3. Apple Inc. (APPL) Stock
Apple is one of the most popular companies in the world at the moment. It just released its iPhone 11 series, cementing its position as one of the world’s largest phone makers. Founded by Steve Jobs and Steve Wozniak in 1976, Apple is another one of the “Big Four” and was trading at $1.06 per share in 2000, 24 years after the company began. However, the AAPL stock is also one of the stocks that has made many investors smile to the bank over the years, as its currently at $218.82, a jump by 20,449% from about 20 years ago.
2. Netflix (NFLX) Stock
Netflix, Inc., is a media and production company with its headquarters in California. Founded in 1997, it is the youngest company on our list and is only 22 years old. Even though there are a few other video streaming companies that run on-demand services, Netflix easily bests them all as the most popular and has been for more than a few years.
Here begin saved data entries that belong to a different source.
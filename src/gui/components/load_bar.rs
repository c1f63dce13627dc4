// src/gui/components/load_bar.rs
//
// Manifest / data file pickers and the trailing-line toggle.

use std::path::PathBuf;

use eframe::egui;
use crate::{config::options::TrailingLine, gui::app::App};

pub fn draw(ui: &mut egui::Ui, app: &mut App) {
    egui::Grid::new("load_bar").num_columns(3).show(ui, |ui| {
        ui.label("Manifest:");
        let resp = ui.add(
            egui::TextEdit::singleline(&mut app.state.gui.manifest_path_text)
                .font(egui::TextStyle::Monospace)
                .desired_width(420.0),
        );
        let enter = resp.lost_focus() && ui.input(|i| i.key_pressed(egui::Key::Enter));
        if ui.button("Load").clicked() || enter {
            let path = PathBuf::from(app.state.gui.manifest_path_text.trim());
            logf!("UI: Load manifest {}", path.display());
            app.load_manifest(&path);
        }
        ui.end_row();

        ui.label("Data file:");
        let resp = ui.add(
            egui::TextEdit::singleline(&mut app.state.gui.data_path_text)
                .font(egui::TextStyle::Monospace)
                .desired_width(420.0),
        );
        let enter = resp.lost_focus() && ui.input(|i| i.key_pressed(egui::Key::Enter));
        if ui.button("Open").clicked() || enter {
            let path = PathBuf::from(app.state.gui.data_path_text.trim());
            logf!("UI: Open data file {}", path.display());
            // A file opened by hand is not one of the manifest's tabs.
            app.state.gui.current_page_index = None;
            app.load_data(&path);
        }
        ui.end_row();
    });

    let mut skip_blank = app.state.options.parse.trailing == TrailingLine::SkipBlank;
    if ui
        .checkbox(&mut skip_blank, "Skip blank lines (keep the last line)")
        .changed()
    {
        app.state.options.parse.trailing =
            if skip_blank { TrailingLine::SkipBlank } else { TrailingLine::DiscardLast };
        logf!("UI: Trailing line policy → {:?}", app.state.options.parse.trailing);
        app.reload();
    }
}
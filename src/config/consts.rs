// src/config/consts.rs

// Catalog file format
pub const DELIMITER: &str = ",,";
pub const FIELD_COUNT: usize = 13;
pub const COLUMN_NAMES: [&str; FIELD_COUNT + 1] = [
    "NO",
    "Name",
    "Nevents",
    "Nweights",
    "Nfiles",
    "Nbad",
    "Neos",
    "Size (GB)",
    "Output Path",
    "Main Process",
    "Final States",
    "Cross Section (pb)",
    "K-factor",
    "Matching eff",
];

// Page markup hooks (the search script looks these up by id)
pub const TABLE_ID: &str = "myTable";
pub const SEARCH_INPUT_ID: &str = "myInput";
pub const SEARCH_PLACEHOLDER: &str = "Search for names..";

// Output
pub const DEFAULT_OUT_DIR: &str = "out";
pub const DEFAULT_PAGE_FILE: &str = "index.html";
pub const DEFAULT_EXPORT_STEM: &str = "catalog";
pub const NO_GEN_TYPE: &str = "none";

// Local state
pub const LOG_FILE: &str = ".store/debug.log";
pub const DEFAULT_MANIFEST: &str = "site.json";
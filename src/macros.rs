// src/macros.rs

/// `s!()` is an empty `String`; `s!(x)` is `String::from(x)`.
#[macro_export]
macro_rules! s {
    () => {
        ::std::string::String::new()
    };
    ($expr:expr) => {
        ::std::string::String::from($expr)
    };
}

/// Concatenate string pieces into a fresh `String`. The first piece is
/// taken by value (anything `String: From`), the rest as `&str`.
#[macro_export]
macro_rules! join {
    ($first:expr $(, $rest:expr)+ $(,)?) => {{
        let mut out = ::std::string::String::from($first);
        $( out.push_str($rest); )+
        out
    }};
}
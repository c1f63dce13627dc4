// src/site.rs
//
// Site build: render every page listed in a manifest into
// `<out_dir>/<acc>/<evt_type>/<campaign>/<det>/index.html`.
// A page whose data file is missing is still written (empty table plus a
// notice). Pages sharing an output file stop the build before anything is
// written, as do failures writing the output.

use std::path::{Path, PathBuf};

use crate::catalog::Catalog;
use crate::config::options::{PageConfig, ParseOptions, RenderOptions, SiteManifest};
use crate::error::Result;
use crate::file;
use crate::progress::Progress;
use crate::render::render_page;

#[derive(Clone, Debug, Default)]
pub struct BuildSummary {
    pub pages_written: Vec<PathBuf>,
    /// Data files that could not be read; their pages have empty tables.
    pub unavailable: Vec<PathBuf>,
}

/// Result of rendering one page.
#[derive(Clone, Debug)]
pub struct PageOutcome {
    pub html: String,
    pub rows: usize,
    pub data_available: bool,
}

/// Load `data_path` and render the page around it.
pub fn render_one(
    page: &PageConfig,
    data_path: &Path,
    parse: &ParseOptions,
    render: &RenderOptions,
) -> PageOutcome {
    let catalog = Catalog::load(data_path, parse);
    let rows = catalog.as_ref().map(Catalog::len).unwrap_or(0);
    let data_available = catalog.is_ok();
    let html = render_page(page, &catalog, render);
    PageOutcome { html, rows, data_available }
}

pub fn build(manifest: &SiteManifest, progress: &mut dyn Progress) -> Result<BuildSummary> {
    let parse = manifest.parse_options();
    let render = manifest.render_options();
    let mut summary = BuildSummary::default();

    logf!(
        "Site: Building {} pages into {}",
        manifest.pages.len(),
        manifest.out_dir.display()
    );
    if let Err(e) = manifest.check_output_paths() {
        loge!("Site: {}", e);
        return Err(e);
    }
    progress.begin(manifest.pages.len());

    for page in &manifest.pages {
        let data_path = manifest.data_path(page);
        let out_path = manifest.page_out_path(page);

        let outcome = render_one(page, &data_path, &parse, &render);
        if !outcome.data_available {
            progress.missing_data(&page.title, &data_path);
            summary.unavailable.push(data_path);
        }

        let written = match file::write_page(&out_path, &outcome.html) {
            Ok(p) => p,
            Err(e) => {
                loge!("Site: Failed writing {} ({})", out_path.display(), e);
                progress.finish();
                return Err(e);
            }
        };
        logd!("Site: '{}' rows={} -> {}", page.title, outcome.rows, written.display());
        progress.page_written(&page.title, &written);
        summary.pages_written.push(written);
    }

    progress.finish();
    logf!(
        "Site: Done (pages={}, unavailable={})",
        summary.pages_written.len(),
        summary.unavailable.len()
    );
    Ok(summary)
}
It’s been said in several quarters that Netflix’s success is what has spurred other companies like Disney and Universal, to create their own on-demand streaming services. Unlike the others, Netflix was not public in 2000 and had its initial public offering (IPO) in May 2002 at $15 per share. By the end of the year, however, it had dropped to $0.79. Since then, NFLX has jumped about 34,454.43% to trade at $272.98 currently.
1. Monster Beverage Corporation (MNST)
The MNST is the largest mover in the last 20 years and we would understand if you’re a bit shocked at this. The Monster Beverage Corporation is the oldest company on our list as it was founded 84 years ago in 1935 and was originally called Hansen’s.
It became “Monster” in 2012 and sold Hansen’s juice and soda production, as well as all their products which weren’t energy drinks, to The Coca-Cola Company, about three years after. Back in 2000, the company’s stock was valued at $0.08 but today, that number has jumped 73,237.5% to $58.59.
Since the stock market isn’t always predictable to the letter, there can be no definitive way to tell that the stocks on this list will remain here in another few years. Special care should still be taken before any investments are made.